(GIVEN RECORDS)
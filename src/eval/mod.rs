//! Модуль оценки силы покерных рук (Texas Hold'em).
//!
//! Основные функции:
//!   `compute_hand(all, main) -> HandValue`: лучшая комбинация;
//!   `compare_hands(hands, community) -> ShowdownResult`: победитель или ничья.

pub mod evaluator;
pub mod hand_rank;
pub mod lookup_tables;
pub mod showdown;

pub use evaluator::{compute_hand, evaluate_best_hand, evaluate_cards};
pub use hand_rank::{describe_hand, hand_category, HandCategory, HandRank, HandValue};
pub use showdown::{compare_hands, HighCard, ShowdownResult};
//! Движок раунда ставок: решения игроков, улицы, банк, шоудаун.
//!
//! Высокоуровневый объект: `HoldemGame`
//! Основные операции:
//!   - `start_round` – анте и старт раунда
//!   - `raise` / `call` / `fold` – решения игроков на улице
//!   - `end_street` – банк + новые общие карты
//!   - `settle` – шоудаун и следующий раунд

pub mod actions;
pub mod betting;
pub mod errors;
pub mod game_loop;
pub mod hand_history;
pub mod pot;
pub mod validation;

pub use actions::{Decision, PlayerAction, PlayerActionKind};
pub use betting::RoundEntry;
pub use errors::EngineError;
pub use game_loop::{HoldemGame, RoundPhase};
pub use hand_history::{HandEvent, HandEventKind, HandHistory};
pub use pot::Pot;

use crate::domain::{Card, Deck, DeckError};

/// RNG интерфейс для источника карт.
/// Реализации лежат в infra (обёртка над `rand`).
pub trait RandomSource {
    fn shuffle<T>(&mut self, slice: &mut [T]);
}

/// Источник карт без возврата.
pub trait CardSource {
    /// Вернуть все карты и перемешать.
    fn shuffle(&mut self);

    /// Вытянуть ровно `n` карт. Если карт не хватает, ошибка, ничего не вынимается.
    fn draw(&mut self, n: usize) -> Result<Vec<Card>, DeckError>;
}

/// Колода с фиксированным порядком: `shuffle` ничего не делает.
impl CardSource for Deck {
    fn shuffle(&mut self) {}

    fn draw(&mut self, n: usize) -> Result<Vec<Card>, DeckError> {
        self.draw_n(n)
    }
}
(End GIVEN RECORDS)
*YOUR ASSIGNMENT*. Filter the records for the word "HandValue" and show every line that has it.

*TASK SOLUTION*.
//!   `compute_hand(all, main) -> HandValue`: лучшая комбинация;
pub use hand_rank::{describe_hand, hand_category, HandCategory, HandRank, HandValue};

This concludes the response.